Data records

↓↓↓

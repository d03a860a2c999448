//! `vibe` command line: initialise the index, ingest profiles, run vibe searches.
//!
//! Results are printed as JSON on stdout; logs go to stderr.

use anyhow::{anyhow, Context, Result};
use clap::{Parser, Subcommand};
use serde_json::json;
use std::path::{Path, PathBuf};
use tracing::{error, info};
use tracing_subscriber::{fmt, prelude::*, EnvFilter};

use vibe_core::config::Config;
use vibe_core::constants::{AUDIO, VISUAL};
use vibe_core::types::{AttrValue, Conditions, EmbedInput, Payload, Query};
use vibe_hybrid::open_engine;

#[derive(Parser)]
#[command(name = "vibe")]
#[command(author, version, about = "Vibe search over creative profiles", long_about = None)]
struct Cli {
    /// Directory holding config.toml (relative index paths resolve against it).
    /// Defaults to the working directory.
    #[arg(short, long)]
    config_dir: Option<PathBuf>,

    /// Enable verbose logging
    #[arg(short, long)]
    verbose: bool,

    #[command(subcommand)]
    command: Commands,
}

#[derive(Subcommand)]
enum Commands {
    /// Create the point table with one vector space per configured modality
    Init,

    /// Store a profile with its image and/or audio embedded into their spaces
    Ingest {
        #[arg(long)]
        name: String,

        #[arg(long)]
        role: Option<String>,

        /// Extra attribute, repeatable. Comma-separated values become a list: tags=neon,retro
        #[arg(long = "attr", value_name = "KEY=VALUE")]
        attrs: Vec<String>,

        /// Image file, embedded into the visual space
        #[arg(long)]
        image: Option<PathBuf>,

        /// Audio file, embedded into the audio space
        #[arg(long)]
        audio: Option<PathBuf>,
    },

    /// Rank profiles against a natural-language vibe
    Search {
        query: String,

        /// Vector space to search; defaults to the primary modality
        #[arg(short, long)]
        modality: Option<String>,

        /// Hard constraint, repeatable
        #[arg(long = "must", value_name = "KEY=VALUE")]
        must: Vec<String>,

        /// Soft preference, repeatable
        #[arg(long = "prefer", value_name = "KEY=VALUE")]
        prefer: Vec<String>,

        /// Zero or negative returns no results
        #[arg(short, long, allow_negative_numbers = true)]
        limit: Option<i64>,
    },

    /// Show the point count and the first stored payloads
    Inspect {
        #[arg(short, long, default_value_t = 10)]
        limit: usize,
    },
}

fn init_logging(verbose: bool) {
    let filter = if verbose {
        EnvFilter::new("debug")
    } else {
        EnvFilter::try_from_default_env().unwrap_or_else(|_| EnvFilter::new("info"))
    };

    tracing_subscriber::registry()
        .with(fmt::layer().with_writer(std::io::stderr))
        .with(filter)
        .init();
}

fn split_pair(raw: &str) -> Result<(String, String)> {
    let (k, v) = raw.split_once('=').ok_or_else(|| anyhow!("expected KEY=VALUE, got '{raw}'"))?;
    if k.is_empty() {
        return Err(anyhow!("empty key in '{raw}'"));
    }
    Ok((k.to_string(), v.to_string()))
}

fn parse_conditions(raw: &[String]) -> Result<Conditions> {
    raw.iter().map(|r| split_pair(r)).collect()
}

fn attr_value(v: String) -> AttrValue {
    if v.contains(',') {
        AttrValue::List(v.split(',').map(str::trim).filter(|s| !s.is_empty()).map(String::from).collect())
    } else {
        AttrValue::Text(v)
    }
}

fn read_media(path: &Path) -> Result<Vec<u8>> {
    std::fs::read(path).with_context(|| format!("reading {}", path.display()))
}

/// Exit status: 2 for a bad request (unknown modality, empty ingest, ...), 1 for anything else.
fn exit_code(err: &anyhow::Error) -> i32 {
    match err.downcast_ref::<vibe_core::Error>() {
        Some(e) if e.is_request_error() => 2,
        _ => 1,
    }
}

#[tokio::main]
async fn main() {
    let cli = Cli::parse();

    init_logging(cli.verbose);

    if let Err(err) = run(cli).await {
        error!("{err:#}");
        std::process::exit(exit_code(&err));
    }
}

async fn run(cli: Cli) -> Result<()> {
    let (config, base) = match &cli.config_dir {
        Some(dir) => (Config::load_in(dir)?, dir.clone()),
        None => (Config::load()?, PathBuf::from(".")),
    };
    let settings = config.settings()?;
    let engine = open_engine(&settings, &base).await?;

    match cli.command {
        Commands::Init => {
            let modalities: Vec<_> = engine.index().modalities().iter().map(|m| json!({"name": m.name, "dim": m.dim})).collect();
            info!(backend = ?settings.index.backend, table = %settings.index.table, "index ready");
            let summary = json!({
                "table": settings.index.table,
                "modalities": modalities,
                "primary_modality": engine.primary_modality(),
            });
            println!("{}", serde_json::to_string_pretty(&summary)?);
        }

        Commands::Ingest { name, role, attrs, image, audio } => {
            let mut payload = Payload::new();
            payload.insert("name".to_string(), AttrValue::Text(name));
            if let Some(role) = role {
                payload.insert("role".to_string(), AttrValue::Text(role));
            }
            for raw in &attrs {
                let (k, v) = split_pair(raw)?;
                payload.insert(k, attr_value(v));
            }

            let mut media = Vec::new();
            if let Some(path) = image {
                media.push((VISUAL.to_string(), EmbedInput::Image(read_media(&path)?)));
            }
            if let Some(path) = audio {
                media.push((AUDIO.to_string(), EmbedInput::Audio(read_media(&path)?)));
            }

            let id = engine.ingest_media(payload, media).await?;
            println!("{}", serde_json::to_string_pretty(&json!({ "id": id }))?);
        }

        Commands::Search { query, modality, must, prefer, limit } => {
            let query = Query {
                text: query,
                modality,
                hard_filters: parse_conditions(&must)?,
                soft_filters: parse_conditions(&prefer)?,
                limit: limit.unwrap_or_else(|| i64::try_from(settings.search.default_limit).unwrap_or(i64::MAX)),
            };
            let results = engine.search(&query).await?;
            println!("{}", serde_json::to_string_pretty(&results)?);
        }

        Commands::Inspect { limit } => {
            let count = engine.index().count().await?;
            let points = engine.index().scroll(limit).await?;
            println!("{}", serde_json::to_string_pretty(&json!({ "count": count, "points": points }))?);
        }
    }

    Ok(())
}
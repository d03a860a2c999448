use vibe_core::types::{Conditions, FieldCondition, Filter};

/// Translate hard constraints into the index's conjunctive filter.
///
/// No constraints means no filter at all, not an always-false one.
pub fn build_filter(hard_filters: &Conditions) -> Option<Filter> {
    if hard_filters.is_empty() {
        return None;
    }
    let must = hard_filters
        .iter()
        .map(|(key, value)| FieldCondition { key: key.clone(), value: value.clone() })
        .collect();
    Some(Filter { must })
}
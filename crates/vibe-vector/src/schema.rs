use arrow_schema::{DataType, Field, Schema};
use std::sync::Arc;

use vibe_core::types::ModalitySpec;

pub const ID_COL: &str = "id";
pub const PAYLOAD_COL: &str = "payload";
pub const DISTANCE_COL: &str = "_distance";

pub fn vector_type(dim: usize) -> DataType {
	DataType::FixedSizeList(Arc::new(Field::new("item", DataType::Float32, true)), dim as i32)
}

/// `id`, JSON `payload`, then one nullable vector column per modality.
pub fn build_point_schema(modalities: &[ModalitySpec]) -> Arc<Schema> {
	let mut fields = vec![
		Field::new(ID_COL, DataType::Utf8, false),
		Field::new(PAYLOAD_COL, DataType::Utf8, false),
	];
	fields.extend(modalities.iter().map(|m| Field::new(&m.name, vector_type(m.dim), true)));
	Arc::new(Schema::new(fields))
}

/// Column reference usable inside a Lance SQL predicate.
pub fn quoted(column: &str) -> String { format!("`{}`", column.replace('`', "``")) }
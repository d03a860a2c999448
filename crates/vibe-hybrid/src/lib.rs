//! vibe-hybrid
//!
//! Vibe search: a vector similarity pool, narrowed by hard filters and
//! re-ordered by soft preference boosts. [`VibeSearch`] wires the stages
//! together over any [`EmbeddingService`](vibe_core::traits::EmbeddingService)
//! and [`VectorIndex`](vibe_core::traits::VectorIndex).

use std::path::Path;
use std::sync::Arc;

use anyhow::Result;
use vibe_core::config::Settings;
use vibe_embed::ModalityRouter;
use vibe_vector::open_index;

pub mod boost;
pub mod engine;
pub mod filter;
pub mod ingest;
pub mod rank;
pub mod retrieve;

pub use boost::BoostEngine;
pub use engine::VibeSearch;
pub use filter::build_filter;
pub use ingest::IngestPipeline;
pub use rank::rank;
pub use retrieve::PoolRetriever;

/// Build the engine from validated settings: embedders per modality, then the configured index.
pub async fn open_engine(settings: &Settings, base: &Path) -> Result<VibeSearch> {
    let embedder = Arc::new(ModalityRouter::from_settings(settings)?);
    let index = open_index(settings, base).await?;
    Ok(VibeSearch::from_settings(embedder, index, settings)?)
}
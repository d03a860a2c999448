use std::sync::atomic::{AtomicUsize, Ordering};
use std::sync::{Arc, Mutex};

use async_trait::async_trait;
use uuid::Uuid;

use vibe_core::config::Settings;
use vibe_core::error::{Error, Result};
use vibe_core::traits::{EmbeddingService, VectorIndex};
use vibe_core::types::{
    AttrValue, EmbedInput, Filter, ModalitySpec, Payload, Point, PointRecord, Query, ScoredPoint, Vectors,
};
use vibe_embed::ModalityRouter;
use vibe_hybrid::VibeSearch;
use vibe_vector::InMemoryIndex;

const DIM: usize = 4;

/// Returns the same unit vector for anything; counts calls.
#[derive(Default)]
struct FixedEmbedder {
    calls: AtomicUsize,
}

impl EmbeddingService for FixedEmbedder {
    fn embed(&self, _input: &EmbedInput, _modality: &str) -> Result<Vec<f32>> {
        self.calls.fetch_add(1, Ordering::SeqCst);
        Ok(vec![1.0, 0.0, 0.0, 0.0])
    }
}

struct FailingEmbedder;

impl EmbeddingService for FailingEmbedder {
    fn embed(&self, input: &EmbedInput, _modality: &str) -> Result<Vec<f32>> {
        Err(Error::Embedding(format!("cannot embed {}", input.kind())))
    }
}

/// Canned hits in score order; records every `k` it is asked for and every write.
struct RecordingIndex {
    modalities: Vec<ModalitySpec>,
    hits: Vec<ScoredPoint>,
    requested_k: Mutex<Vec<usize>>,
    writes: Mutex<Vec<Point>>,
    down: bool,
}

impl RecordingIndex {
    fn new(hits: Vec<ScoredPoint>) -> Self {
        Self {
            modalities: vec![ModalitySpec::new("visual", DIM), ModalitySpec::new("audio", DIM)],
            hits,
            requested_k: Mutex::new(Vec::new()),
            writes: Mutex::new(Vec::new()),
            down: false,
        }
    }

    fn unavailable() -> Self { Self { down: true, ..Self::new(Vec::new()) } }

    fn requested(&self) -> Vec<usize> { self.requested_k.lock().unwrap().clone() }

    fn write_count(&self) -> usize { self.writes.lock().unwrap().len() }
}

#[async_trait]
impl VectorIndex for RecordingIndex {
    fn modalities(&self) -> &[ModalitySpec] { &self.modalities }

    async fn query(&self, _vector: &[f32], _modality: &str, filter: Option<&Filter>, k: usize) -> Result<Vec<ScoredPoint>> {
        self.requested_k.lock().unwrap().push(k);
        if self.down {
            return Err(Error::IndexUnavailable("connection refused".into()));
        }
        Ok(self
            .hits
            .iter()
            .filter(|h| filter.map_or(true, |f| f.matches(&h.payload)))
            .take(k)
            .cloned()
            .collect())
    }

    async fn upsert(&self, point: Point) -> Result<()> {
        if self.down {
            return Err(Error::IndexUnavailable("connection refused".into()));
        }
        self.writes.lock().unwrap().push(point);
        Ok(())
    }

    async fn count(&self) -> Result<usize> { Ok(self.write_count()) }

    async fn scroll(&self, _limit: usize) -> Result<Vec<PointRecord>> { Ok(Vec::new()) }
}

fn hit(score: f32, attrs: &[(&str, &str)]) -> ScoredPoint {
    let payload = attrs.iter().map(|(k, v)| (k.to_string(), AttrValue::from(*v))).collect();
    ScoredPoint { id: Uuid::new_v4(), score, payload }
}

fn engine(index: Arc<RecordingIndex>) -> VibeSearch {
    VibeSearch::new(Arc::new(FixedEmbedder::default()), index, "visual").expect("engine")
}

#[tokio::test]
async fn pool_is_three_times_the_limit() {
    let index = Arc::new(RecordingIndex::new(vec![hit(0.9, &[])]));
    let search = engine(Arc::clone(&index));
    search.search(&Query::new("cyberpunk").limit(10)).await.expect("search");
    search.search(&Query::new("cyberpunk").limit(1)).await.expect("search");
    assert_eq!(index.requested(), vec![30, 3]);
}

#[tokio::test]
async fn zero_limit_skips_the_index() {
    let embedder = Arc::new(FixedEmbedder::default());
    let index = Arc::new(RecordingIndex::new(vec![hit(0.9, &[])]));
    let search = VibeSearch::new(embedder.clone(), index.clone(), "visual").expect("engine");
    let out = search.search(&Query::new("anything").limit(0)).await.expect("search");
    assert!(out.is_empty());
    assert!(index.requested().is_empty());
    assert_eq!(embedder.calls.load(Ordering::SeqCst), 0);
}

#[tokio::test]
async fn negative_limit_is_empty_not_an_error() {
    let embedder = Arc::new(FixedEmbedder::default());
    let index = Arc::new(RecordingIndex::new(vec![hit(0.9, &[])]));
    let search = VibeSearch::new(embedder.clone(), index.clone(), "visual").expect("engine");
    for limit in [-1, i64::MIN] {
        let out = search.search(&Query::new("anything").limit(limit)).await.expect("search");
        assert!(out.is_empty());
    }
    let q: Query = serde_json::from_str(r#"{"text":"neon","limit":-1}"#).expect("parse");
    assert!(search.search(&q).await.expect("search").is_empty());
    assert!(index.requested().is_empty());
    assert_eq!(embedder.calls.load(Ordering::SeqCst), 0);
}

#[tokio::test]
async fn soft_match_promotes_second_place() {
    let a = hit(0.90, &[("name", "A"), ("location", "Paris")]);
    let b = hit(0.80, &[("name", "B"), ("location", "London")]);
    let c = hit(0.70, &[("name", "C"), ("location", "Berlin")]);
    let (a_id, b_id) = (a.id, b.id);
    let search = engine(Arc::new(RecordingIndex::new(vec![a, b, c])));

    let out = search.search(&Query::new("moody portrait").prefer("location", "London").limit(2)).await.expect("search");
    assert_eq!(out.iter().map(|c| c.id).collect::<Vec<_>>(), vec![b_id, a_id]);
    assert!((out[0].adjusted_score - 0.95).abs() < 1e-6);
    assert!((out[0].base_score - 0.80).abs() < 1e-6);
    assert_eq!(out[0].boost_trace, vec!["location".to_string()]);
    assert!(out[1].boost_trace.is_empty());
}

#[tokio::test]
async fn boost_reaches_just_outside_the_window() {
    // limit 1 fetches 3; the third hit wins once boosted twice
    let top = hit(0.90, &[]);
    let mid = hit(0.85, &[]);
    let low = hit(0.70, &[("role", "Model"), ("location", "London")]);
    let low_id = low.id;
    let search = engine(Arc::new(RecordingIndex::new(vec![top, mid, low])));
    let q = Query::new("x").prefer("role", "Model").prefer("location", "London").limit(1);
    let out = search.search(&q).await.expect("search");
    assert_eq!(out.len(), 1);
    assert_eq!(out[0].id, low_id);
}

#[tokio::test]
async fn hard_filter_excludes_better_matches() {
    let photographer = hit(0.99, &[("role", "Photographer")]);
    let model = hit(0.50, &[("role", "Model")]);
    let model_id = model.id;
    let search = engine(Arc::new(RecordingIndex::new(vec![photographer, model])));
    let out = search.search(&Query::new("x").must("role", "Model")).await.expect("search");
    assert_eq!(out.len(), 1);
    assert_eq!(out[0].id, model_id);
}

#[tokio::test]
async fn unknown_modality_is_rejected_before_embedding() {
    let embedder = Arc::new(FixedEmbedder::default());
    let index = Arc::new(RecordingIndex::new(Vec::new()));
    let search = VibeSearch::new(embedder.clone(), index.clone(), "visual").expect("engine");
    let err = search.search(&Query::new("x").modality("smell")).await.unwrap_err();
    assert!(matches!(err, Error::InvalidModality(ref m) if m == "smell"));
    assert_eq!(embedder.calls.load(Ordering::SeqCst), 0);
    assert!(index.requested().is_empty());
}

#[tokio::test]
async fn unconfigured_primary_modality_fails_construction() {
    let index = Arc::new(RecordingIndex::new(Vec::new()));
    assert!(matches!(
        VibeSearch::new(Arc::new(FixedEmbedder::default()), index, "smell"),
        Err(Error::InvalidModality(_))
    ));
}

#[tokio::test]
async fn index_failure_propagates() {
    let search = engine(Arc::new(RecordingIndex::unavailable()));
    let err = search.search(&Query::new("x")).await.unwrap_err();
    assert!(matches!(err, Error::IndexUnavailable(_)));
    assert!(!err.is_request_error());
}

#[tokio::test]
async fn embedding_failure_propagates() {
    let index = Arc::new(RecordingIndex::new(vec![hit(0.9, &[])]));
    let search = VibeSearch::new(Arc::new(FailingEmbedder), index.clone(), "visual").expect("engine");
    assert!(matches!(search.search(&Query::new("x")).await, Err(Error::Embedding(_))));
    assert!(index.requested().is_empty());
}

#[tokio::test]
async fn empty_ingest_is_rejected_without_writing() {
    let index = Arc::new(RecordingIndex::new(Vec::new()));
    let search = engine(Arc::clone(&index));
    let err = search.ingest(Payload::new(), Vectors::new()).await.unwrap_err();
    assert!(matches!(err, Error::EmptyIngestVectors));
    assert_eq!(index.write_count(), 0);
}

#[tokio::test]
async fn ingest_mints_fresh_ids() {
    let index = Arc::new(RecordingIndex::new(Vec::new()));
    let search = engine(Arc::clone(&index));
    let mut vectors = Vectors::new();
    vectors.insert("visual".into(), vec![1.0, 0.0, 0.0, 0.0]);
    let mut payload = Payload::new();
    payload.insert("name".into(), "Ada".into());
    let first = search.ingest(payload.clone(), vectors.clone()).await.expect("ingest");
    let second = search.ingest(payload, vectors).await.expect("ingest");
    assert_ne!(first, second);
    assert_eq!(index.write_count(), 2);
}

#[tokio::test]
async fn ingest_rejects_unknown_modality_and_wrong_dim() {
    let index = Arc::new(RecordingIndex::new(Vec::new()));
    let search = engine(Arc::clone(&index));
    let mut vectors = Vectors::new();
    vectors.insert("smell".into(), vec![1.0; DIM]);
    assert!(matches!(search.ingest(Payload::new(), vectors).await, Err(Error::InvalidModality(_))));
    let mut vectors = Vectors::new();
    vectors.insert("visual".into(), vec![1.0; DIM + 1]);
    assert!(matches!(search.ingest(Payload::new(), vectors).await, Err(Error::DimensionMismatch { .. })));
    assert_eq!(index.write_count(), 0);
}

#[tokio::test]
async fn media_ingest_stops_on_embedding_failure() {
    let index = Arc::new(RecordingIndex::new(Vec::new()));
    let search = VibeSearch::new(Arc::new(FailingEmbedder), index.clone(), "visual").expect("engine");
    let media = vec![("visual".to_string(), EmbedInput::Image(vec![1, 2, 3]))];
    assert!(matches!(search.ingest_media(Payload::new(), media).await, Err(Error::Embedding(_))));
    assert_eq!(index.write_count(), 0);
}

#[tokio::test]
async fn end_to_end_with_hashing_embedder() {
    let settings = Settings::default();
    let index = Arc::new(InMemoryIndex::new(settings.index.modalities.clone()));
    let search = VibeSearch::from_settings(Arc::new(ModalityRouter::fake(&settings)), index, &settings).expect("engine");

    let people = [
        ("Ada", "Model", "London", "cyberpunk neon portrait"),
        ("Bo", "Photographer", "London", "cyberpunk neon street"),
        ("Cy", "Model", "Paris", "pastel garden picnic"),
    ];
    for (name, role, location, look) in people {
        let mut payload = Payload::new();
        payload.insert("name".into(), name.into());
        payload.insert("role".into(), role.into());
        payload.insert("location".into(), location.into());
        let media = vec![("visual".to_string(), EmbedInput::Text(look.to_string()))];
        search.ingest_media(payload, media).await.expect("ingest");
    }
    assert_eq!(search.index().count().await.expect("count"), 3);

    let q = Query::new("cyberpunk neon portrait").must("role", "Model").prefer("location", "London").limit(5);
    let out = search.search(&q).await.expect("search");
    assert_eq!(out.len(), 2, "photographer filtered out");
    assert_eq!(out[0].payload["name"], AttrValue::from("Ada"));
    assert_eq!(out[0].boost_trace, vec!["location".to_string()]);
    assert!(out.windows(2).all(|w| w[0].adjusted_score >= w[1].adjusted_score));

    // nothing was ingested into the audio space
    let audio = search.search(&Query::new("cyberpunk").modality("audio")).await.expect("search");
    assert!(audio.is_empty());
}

↑↑↑

WHAT THE TASK REQUIRES → Each line from the start of the records through the line holding "use serde_json::json;" must be returned exactly; nothing else belongs in the answer.

TASK SOLUTION →
repository d03a860a2c999448
//! `vibe` command line: initialise the index, ingest profiles, run vibe searches.
//!
//! Results are printed as JSON on stdout; logs go to stderr.

use anyhow::{anyhow, Context, Result};
use clap::{Parser, Subcommand};
use serde_json::json;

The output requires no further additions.